This start-up that lets students design and sell T-shirts is now making PPE kits during pandemic 

Chennai-based Crowd Designs crowdsources custom T-shirt designs from students and creates exciting clothing for the college crowd
Students wearing Crowd Designs clothing (Pics: Crowd Designs)
Students wearing Crowd Designs clothing (Pics: Crowd Designs)

During his time in Chicago, when Rabin Suresh Kirubhakaran came across a US-based platform that crowdsources designs for clothing and other merchandise from students and sells it, he decided to replicate the idea in India. When he came back to Chennai and graduated from Great Lakes Institute of Management in 2019, he launched Crowd Designs, a platform where college students can design T-shirts and then put them up for sale.

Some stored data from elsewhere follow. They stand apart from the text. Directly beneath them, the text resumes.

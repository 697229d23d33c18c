//! First-run DDL: users table plus one table per entity descriptor.
//! Idempotent CREATE TABLE IF NOT EXISTS; not a migration framework.

use crate::error::AppError;
use crate::model::EntityRegistry;
use sqlx::PgPool;

/// Create the users table and every content table if absent. Username
/// uniqueness is enforced here, at the storage layer, so the registration
/// check-then-insert race cannot produce duplicates.
pub async fn ensure_tables(pool: &PgPool, registry: &EntityRegistry) -> Result<(), AppError> {
    sqlx::query(
        r#"
        CREATE TABLE IF NOT EXISTS users (
            id TEXT PRIMARY KEY,
            username TEXT NOT NULL UNIQUE,
            hashed_password TEXT NOT NULL,
            salt TEXT NOT NULL,
            hash_version INT NOT NULL,
            iterations INT NOT NULL,
            algorithm TEXT NOT NULL
        )
        "#,
    )
    .execute(pool)
    .await?;

    for entity in registry.entities() {
        let cols: Vec<String> = std::iter::once("id TEXT PRIMARY KEY".to_string())
            .chain(
                entity
                    .columns
                    .iter()
                    .map(|c| format!("\"{}\" TEXT", c.name)),
            )
            .collect();
        let ddl = format!(
            "CREATE TABLE IF NOT EXISTS \"{}\" ({})",
            entity.table_name,
            cols.join(", ")
        );
        sqlx::query(&ddl).execute(pool).await?;
    }
    Ok(())
}
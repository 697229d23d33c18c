//! Login (with first-run bootstrap) and password rotation.

use axum::{extract::State, Json};
use serde::{Deserialize, Serialize};

use crate::auth::password::{ALGORITHM, HASH_VERSION};
use crate::auth::{generate_salt, hash_password, verify_password, AuthUser, DEFAULT_ITERATIONS};
use crate::error::AppError;
use crate::state::AppState;

#[derive(Deserialize)]
pub struct LoginRequest {
    pub username: Option<String>,
    pub password: Option<String>,
}

#[derive(Serialize)]
pub struct TokenResponse {
    pub token: String,
}

#[derive(sqlx::FromRow)]
struct UserRow {
    id: String,
    hashed_password: String,
    salt: String,
    iterations: i32,
}

/// First-run bootstrap is a one-time implicit elevation: only an empty users
/// table permits it.
fn bootstrap_allowed(user_count: i64) -> bool {
    user_count == 0
}

/// Resolve a fetched user row and password to a user id. Absent user and
/// digest mismatch are indistinguishable to the caller.
fn authenticate(user: Option<UserRow>, password: &str) -> Result<String, AppError> {
    let user = user.ok_or(AppError::InvalidCredentials)?;
    if !verify_password(
        password,
        &user.salt,
        user.iterations as u32,
        &user.hashed_password,
    ) {
        return Err(AppError::InvalidCredentials);
    }
    Ok(user.id)
}

/// POST /auth/login. On an empty users table this is first-run bootstrap:
/// the given credentials become the first (fully privileged) user. Not
/// available again once any user exists.
pub async fn login(
    State(state): State<AppState>,
    Json(body): Json<LoginRequest>,
) -> Result<Json<TokenResponse>, AppError> {
    let (username, password) = match (body.username, body.password) {
        (Some(u), Some(p)) if !u.is_empty() && !p.is_empty() => (u, p),
        _ => {
            return Err(AppError::BadRequest(
                "username and password are required".into(),
            ))
        }
    };

    let (count,): (i64,) = sqlx::query_as("SELECT COUNT(*) FROM users")
        .fetch_one(&state.pool)
        .await?;

    let user_id = if bootstrap_allowed(count) {
        let id = uuid::Uuid::new_v4().to_string();
        let salt = generate_salt();
        let digest = hash_password(&password, &salt, DEFAULT_ITERATIONS);
        sqlx::query(
            "INSERT INTO users (id, username, hashed_password, salt, hash_version, iterations, algorithm) \
             VALUES ($1, $2, $3, $4, $5, $6, $7)",
        )
        .bind(&id)
        .bind(&username)
        .bind(&digest)
        .bind(&salt)
        .bind(HASH_VERSION)
        .bind(DEFAULT_ITERATIONS as i32)
        .bind(ALGORITHM)
        .execute(&state.pool)
        .await?;
        tracing::info!(username = %username, "bootstrapped first user");
        id
    } else {
        let row: Option<UserRow> = sqlx::query_as(
            "SELECT id, hashed_password, salt, iterations FROM users WHERE username = $1",
        )
        .bind(&username)
        .fetch_optional(&state.pool)
        .await?;
        authenticate(row, &password)?
    };

    let token = state.tokens.issue(&user_id)?;
    Ok(Json(TokenResponse { token }))
}

#[derive(Deserialize)]
#[serde(rename_all = "camelCase")]
pub struct ChangePasswordRequest {
    pub current_password: Option<String>,
    pub new_password: Option<String>,
}

/// POST /auth/change-password. Existing tokens stay valid until expiry; a
/// password change does not revoke them.
pub async fn change_password(
    auth: AuthUser,
    State(state): State<AppState>,
    Json(body): Json<ChangePasswordRequest>,
) -> Result<Json<serde_json::Value>, AppError> {
    let (current, new) = match (body.current_password, body.new_password) {
        (Some(c), Some(n)) if !c.is_empty() && !n.is_empty() => (c, n),
        _ => {
            return Err(AppError::BadRequest(
                "currentPassword and newPassword are required".into(),
            ))
        }
    };

    let row: Option<UserRow> = sqlx::query_as(
        "SELECT id, hashed_password, salt, iterations FROM users WHERE id = $1",
    )
    .bind(&auth.user_id)
    .fetch_optional(&state.pool)
    .await?;
    let user = row.ok_or_else(|| AppError::NotFound(format!("user {}", auth.user_id)))?;

    if !verify_password(
        &current,
        &user.salt,
        user.iterations as u32,
        &user.hashed_password,
    ) {
        return Err(AppError::Forbidden("current password is incorrect".into()));
    }

    let salt = generate_salt();
    let digest = hash_password(&new, &salt, DEFAULT_ITERATIONS);
    sqlx::query(
        "UPDATE users SET hashed_password = $1, salt = $2, hash_version = $3, iterations = $4, algorithm = $5 \
         WHERE id = $6",
    )
    .bind(&digest)
    .bind(&salt)
    .bind(HASH_VERSION)
    .bind(DEFAULT_ITERATIONS as i32)
    .bind(ALGORITHM)
    .bind(&user.id)
    .execute(&state.pool)
    .await?;

    Ok(Json(serde_json::json!({ "success": true })))
}

#[cfg(test)]
mod tests {
    use super::*;

    const N: u32 = 1_000;

    fn user(password: &str) -> UserRow {
        let salt = generate_salt();
        UserRow {
            id: "user-1".into(),
            hashed_password: hash_password(password, &salt, N),
            salt,
            iterations: N as i32,
        }
    }

    #[test]
    fn bootstrap_only_on_empty_user_table() {
        assert!(bootstrap_allowed(0));
        assert!(!bootstrap_allowed(1));
        assert!(!bootstrap_allowed(42));
    }

    #[test]
    fn authenticate_resolves_the_user_id() {
        let id = authenticate(Some(user("p")), "p").unwrap();
        assert_eq!(id, "user-1");
    }

    #[test]
    fn absent_user_is_invalid_credentials() {
        assert!(matches!(
            authenticate(None, "p"),
            Err(AppError::InvalidCredentials)
        ));
    }

    #[test]
    fn wrong_password_is_invalid_credentials() {
        assert!(matches!(
            authenticate(Some(user("p")), "q"),
            Err(AppError::InvalidCredentials)
        ));
    }

    #[test]
    fn verification_uses_the_stored_iteration_count() {
        // The fixture hashes under a smaller cost factor than the current
        // default; verification must follow the row, not the default.
        assert_ne!(N, DEFAULT_ITERATIONS);
        assert!(authenticate(Some(user("p")), "p").is_ok());
    }
}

Essentially created for the students and by the students, Crowd Designs has amassed popularity among college-goers in Chennai and other parts of Tamil Nadu. The start-up has been incubated at Great Lakes' AGB incubator that is supported by Atal Innovation Mission, NITI Aayog. "Within a year we were able to reach several students across the state and could also reach out to some students in Bengaluru," says Rabin, "Campus ambassadors in each college coordinate with us for orders and transactions. Our entire customer base is students and we mostly receive custom orders for T-shirts during events or fests." Students who design the T-shirts get a margin from the profits once a T-shirt is sold. On an average, a student can earn Rs 40 to Rs 50 per T-shirt. 

Rabin Suresh Kirubhakaran

Crowd Designs has a manufacturing unit in Tirupur from where Rabin and five-member team sources T-shirts. The T-shirts get printed in Chennai. But the pandemic has throttled a lot of their revenue. Rabin says, "Most of our interactions with our ambassadors  and other student designers happen face to face. But that has been rendered impossible now since schools and colleges are closed." So Rabin and his team are now working on a portal where student designers can submit their designs for approval. "Once approved, we will create the T-shirts. Once they sell, the revenue will directly be debited into the bank account of the student," explains the 27-year-old.

However, while T-shirts have found no takers during the pandemic, Rabin's start-up has adapted. And how. Crowd Designs has now shifted to manufacturing PPE kits and Rabin claims that they supply almost a few thousand of them to hospitals every day. "We already had a manufacturing unit with adequate machinery and enough fabric and even the experience to make T-shirts. Since this was the need of the hour, we decided to make PPEs. We were among the first few companies in India to begin manufacturing PPEs in March and are now among the top 10 manufacturers of PPE kits in the country," Rabin says. He plans to continue making and selling PPE kits for the next six months, until we are all saved by the vaccine.